■ PROBLEM TO SOLVE
Below are lines of data. Give the number of them that contain the string "NaiveDate", and nothing else.

■ INFORMATION SHOWN
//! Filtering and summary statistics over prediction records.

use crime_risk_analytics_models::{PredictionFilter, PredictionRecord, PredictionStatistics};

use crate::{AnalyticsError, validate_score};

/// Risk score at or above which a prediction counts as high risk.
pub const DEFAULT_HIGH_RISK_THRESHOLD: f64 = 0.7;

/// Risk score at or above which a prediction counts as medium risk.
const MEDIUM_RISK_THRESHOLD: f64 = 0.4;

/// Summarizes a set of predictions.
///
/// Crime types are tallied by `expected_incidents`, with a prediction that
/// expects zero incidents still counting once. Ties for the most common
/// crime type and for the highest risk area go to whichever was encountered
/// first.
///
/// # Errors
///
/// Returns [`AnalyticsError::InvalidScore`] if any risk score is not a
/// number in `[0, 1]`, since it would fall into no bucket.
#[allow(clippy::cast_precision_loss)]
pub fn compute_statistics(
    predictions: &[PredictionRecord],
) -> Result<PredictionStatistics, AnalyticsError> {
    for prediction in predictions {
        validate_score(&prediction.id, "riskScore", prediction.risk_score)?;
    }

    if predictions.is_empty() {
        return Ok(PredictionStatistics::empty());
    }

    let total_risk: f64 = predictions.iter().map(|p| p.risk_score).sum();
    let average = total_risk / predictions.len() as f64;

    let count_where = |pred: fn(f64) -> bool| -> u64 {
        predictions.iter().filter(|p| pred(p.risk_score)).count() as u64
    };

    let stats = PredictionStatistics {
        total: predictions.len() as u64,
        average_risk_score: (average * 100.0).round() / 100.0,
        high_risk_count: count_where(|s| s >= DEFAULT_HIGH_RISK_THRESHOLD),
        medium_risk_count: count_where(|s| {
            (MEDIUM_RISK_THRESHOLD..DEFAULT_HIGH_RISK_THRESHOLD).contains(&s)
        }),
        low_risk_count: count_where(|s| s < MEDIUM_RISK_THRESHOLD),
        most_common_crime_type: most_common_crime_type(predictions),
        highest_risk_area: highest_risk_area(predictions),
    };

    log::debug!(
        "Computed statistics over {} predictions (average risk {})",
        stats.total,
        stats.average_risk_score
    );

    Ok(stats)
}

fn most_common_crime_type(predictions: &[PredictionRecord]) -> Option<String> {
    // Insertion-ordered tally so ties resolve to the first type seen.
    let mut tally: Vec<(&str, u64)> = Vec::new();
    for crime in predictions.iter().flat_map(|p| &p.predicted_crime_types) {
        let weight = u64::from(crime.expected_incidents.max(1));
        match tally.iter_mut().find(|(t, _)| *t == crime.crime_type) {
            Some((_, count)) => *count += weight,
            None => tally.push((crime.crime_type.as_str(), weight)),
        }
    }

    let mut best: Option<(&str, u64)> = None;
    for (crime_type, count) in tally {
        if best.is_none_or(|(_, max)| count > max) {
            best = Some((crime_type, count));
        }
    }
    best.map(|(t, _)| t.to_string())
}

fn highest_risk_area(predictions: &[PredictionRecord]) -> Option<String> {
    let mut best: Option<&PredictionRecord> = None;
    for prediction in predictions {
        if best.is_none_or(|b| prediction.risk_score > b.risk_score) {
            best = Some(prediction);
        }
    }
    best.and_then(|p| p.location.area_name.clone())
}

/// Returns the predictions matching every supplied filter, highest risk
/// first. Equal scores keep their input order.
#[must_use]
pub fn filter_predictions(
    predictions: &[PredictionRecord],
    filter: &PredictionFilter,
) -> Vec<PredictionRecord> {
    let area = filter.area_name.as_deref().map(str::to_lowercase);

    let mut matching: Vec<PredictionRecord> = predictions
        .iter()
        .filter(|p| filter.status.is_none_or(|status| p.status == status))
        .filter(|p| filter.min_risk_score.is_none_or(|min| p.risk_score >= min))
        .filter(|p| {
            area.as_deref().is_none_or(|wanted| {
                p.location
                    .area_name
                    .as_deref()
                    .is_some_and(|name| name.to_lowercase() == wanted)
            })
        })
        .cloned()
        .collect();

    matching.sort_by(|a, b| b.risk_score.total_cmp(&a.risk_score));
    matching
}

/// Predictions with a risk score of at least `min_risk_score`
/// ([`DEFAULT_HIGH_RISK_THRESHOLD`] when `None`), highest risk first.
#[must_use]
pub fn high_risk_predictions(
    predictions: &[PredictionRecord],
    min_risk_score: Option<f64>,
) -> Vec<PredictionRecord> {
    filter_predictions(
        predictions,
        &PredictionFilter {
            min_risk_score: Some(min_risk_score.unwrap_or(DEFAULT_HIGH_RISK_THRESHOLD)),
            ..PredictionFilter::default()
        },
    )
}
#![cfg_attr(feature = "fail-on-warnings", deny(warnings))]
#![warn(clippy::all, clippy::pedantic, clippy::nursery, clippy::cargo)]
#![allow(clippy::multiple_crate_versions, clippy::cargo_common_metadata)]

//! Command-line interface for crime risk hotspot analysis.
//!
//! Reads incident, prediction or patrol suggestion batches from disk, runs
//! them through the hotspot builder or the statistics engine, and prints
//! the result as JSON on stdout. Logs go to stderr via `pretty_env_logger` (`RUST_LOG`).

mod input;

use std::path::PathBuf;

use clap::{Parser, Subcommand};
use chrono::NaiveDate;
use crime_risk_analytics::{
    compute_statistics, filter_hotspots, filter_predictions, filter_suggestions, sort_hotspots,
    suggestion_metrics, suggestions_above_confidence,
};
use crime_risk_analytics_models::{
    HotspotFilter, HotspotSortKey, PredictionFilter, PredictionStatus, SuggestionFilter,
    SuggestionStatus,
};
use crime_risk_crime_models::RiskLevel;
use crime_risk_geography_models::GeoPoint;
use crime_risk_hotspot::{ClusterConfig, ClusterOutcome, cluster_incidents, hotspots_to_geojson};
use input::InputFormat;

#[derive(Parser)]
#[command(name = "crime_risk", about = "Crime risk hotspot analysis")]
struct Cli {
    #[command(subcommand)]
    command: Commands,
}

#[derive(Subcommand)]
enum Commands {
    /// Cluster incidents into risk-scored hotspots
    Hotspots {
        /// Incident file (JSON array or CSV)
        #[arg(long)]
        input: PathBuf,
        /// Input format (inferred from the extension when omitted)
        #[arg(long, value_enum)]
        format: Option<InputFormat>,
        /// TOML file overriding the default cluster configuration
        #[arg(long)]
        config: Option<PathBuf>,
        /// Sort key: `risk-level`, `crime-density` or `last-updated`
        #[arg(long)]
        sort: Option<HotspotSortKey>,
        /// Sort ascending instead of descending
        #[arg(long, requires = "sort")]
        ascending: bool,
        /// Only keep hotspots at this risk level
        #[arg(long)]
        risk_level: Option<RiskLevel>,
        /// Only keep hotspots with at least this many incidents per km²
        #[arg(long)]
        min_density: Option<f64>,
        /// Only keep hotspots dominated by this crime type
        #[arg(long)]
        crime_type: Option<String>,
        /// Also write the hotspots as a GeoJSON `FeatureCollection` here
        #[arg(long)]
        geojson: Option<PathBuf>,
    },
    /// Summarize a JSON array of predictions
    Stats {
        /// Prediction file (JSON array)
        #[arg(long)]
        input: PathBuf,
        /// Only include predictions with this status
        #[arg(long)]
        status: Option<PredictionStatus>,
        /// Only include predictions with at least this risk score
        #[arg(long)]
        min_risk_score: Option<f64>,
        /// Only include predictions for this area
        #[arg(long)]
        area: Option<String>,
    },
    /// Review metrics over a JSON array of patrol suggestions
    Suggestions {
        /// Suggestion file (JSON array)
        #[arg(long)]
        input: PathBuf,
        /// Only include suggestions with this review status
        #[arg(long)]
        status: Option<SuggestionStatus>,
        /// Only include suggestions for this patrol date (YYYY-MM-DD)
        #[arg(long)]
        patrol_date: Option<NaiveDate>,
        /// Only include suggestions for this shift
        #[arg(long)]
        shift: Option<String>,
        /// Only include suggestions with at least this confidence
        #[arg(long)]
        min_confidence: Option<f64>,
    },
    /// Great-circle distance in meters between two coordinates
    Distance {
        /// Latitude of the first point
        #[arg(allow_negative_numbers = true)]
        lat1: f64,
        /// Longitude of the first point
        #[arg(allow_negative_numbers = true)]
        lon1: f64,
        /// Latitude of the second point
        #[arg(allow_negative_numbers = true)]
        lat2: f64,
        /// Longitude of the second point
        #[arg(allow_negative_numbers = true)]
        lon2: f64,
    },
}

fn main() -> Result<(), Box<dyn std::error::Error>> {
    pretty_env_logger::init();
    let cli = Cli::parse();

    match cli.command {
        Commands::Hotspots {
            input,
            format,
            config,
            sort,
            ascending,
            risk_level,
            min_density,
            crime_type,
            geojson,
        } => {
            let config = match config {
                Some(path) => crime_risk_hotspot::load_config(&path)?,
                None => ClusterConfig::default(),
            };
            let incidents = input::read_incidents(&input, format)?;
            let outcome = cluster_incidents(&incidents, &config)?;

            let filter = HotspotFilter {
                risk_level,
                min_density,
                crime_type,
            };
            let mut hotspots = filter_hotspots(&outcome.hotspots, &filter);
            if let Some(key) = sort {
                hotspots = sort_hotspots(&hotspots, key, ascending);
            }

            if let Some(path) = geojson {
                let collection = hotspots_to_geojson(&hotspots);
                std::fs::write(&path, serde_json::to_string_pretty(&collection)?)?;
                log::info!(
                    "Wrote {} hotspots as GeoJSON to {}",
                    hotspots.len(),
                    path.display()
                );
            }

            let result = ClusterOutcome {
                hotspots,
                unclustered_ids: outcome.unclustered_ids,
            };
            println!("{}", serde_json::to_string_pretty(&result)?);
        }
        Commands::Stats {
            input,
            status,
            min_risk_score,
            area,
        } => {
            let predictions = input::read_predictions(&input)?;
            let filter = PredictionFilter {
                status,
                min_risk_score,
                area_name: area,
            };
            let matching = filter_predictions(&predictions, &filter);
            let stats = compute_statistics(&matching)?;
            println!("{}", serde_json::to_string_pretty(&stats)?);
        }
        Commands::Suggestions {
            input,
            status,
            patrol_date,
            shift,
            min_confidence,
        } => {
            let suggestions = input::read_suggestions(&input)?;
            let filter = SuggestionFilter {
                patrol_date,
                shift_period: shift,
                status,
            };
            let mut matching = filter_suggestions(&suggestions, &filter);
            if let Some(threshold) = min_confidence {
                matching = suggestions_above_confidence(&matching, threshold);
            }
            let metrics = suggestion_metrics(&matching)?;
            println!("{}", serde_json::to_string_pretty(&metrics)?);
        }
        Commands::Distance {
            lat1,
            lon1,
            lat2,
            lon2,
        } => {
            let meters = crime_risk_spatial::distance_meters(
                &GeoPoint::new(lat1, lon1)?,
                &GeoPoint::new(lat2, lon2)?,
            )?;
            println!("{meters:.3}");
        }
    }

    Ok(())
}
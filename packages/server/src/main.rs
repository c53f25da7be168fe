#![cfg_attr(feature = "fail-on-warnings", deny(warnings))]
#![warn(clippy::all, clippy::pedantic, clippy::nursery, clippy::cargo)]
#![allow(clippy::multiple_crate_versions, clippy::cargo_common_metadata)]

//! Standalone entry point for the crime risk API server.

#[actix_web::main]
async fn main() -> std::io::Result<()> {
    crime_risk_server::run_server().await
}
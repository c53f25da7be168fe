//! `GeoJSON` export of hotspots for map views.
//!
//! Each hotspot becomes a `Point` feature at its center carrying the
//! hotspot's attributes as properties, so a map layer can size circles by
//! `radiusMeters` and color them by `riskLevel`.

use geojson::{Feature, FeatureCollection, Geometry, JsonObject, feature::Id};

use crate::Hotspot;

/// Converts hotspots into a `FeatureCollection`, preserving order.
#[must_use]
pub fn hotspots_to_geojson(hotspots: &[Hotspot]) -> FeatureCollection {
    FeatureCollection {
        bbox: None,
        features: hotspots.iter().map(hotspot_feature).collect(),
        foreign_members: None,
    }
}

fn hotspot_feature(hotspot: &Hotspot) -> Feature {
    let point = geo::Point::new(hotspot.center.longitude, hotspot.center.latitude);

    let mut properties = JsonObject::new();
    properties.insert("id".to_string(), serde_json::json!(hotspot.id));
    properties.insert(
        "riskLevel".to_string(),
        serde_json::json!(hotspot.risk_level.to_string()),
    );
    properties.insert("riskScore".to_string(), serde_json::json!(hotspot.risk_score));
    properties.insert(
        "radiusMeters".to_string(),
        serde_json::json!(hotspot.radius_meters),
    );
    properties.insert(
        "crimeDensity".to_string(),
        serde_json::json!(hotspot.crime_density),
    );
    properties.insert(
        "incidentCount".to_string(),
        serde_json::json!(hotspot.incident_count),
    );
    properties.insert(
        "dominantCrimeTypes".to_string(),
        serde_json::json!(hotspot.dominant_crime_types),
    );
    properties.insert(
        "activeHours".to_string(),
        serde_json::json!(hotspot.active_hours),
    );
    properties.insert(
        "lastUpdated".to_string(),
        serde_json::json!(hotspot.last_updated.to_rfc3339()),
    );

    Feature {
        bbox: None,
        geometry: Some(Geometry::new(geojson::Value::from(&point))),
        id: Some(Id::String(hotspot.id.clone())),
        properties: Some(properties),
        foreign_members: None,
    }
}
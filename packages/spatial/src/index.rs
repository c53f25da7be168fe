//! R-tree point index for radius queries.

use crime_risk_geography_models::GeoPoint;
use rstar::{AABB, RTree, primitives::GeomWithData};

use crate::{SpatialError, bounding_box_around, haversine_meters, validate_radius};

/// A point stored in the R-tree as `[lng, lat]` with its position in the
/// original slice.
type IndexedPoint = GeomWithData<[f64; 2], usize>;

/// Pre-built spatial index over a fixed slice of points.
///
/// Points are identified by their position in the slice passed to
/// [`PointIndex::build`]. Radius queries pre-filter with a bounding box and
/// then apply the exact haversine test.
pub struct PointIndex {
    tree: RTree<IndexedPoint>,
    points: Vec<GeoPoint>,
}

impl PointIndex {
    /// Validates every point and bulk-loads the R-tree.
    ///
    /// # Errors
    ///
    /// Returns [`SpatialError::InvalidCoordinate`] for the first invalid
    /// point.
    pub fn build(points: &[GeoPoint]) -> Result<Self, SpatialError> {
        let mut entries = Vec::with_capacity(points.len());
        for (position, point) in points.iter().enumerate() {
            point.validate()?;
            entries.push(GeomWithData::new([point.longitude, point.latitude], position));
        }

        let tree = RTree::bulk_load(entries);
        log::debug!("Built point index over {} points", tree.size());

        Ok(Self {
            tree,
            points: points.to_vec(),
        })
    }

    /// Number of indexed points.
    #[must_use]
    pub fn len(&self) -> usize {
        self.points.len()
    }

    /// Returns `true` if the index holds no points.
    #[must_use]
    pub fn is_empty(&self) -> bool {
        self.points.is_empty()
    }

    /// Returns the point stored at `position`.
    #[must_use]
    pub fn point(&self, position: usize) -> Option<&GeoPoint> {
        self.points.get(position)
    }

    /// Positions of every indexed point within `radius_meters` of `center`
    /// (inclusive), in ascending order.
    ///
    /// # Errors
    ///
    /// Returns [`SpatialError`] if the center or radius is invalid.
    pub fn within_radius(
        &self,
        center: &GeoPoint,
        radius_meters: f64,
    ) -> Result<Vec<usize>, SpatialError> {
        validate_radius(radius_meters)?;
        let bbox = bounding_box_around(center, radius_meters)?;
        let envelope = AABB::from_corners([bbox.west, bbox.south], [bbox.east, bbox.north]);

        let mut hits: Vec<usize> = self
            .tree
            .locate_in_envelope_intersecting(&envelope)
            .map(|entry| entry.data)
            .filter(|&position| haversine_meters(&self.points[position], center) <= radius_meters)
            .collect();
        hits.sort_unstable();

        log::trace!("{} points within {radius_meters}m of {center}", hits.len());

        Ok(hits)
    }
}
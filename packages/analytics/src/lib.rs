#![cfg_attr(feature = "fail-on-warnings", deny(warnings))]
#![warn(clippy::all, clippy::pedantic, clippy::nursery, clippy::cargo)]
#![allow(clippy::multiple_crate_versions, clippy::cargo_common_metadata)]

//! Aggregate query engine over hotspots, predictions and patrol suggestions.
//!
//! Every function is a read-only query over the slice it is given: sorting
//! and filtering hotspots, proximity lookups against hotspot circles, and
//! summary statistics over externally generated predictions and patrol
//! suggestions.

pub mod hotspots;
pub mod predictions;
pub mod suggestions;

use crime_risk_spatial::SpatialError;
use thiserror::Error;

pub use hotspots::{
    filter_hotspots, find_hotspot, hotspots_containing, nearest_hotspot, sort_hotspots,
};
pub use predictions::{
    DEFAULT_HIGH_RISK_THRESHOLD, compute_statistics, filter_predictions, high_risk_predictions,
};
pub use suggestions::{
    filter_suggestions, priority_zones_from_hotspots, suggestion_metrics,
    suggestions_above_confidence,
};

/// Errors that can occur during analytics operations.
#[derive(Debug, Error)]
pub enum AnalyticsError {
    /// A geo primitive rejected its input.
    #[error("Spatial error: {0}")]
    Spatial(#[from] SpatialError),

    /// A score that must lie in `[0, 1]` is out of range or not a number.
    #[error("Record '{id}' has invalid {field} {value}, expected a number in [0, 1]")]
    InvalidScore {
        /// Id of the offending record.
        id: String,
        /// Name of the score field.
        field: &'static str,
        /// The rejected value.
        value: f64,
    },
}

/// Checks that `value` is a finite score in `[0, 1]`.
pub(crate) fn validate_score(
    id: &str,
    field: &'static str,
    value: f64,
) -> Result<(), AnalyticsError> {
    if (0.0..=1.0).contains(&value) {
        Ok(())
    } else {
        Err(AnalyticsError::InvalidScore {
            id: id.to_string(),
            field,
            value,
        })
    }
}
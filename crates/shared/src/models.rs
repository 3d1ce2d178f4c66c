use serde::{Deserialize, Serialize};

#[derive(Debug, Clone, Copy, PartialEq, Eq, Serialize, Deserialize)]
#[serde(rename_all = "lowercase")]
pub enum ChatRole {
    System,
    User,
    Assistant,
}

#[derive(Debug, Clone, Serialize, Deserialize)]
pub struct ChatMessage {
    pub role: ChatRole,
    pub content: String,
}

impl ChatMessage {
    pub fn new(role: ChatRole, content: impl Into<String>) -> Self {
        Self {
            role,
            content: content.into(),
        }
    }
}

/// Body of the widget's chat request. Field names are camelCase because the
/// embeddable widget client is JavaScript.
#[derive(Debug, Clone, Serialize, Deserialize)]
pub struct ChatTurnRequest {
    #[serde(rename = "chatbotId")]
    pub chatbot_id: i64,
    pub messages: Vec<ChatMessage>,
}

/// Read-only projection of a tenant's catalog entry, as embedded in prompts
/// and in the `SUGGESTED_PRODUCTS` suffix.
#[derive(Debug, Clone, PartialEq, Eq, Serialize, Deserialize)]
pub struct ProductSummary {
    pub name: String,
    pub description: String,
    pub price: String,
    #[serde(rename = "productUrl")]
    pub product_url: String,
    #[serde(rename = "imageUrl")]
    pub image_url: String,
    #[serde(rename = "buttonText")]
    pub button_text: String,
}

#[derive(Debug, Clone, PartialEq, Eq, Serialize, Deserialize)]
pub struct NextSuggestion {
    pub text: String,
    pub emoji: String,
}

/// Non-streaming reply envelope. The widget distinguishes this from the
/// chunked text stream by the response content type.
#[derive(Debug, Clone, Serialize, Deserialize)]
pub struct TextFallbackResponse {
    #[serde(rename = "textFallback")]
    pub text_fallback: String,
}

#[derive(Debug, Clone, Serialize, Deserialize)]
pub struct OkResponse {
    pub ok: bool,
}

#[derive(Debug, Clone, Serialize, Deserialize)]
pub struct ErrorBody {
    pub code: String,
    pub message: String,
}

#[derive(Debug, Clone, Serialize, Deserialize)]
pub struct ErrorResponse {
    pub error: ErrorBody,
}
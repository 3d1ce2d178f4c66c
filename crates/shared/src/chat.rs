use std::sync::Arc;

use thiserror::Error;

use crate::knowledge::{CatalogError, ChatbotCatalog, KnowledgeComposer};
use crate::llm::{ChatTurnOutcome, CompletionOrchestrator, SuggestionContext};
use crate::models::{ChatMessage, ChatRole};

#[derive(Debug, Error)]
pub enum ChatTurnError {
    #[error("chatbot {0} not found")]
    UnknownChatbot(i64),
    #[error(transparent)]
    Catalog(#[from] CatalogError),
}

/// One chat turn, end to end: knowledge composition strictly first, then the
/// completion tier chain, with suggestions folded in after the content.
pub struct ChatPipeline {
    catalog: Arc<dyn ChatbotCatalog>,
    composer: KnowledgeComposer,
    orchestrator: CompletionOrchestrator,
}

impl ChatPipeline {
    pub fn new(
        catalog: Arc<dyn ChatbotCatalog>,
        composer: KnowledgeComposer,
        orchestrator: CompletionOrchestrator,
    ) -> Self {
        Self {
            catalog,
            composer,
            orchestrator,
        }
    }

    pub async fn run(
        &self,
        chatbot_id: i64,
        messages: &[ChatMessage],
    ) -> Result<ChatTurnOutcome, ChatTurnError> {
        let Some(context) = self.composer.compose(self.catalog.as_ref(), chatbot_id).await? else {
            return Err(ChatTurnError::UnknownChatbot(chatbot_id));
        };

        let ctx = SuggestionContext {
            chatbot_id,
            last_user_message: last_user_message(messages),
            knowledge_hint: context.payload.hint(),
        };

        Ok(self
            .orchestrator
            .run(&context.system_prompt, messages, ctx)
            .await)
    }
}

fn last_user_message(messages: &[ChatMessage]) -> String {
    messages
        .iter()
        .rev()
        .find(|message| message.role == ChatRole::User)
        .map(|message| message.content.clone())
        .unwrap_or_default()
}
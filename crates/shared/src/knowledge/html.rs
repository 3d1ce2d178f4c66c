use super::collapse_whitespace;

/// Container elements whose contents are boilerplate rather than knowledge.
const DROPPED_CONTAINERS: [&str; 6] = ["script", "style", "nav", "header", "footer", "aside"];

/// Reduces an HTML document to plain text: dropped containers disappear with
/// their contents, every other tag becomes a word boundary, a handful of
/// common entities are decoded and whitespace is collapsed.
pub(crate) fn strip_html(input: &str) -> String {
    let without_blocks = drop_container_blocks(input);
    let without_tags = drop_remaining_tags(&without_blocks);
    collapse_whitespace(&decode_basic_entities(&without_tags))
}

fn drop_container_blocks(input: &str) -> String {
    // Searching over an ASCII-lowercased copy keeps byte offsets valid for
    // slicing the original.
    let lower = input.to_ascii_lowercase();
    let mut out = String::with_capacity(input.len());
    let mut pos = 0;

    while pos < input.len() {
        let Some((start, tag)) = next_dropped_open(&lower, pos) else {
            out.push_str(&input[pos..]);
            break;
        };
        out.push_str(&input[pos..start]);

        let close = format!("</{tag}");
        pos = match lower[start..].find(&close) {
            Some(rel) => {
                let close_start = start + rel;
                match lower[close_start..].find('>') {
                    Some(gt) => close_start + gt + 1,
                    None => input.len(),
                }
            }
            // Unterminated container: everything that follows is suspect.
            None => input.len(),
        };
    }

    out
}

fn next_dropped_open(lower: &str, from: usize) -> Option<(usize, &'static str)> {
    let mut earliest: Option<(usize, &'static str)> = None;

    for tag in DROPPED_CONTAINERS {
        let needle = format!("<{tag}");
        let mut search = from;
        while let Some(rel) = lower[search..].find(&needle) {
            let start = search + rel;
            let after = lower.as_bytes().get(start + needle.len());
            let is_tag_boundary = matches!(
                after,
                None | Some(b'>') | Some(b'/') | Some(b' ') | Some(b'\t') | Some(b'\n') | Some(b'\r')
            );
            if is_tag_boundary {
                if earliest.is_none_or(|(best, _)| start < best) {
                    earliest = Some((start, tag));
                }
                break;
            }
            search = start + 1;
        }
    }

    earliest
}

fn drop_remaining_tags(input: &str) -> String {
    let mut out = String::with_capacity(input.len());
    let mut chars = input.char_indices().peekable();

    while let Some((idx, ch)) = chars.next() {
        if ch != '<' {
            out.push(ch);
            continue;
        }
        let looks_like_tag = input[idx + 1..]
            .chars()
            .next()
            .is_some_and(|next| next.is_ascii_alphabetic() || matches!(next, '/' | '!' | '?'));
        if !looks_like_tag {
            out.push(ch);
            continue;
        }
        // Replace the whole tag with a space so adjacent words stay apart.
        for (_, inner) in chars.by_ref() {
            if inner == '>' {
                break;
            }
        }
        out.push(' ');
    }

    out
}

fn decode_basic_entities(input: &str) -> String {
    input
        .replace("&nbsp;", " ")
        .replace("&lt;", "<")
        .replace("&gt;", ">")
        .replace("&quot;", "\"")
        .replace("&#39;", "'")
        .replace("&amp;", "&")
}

■ SOLUTION
2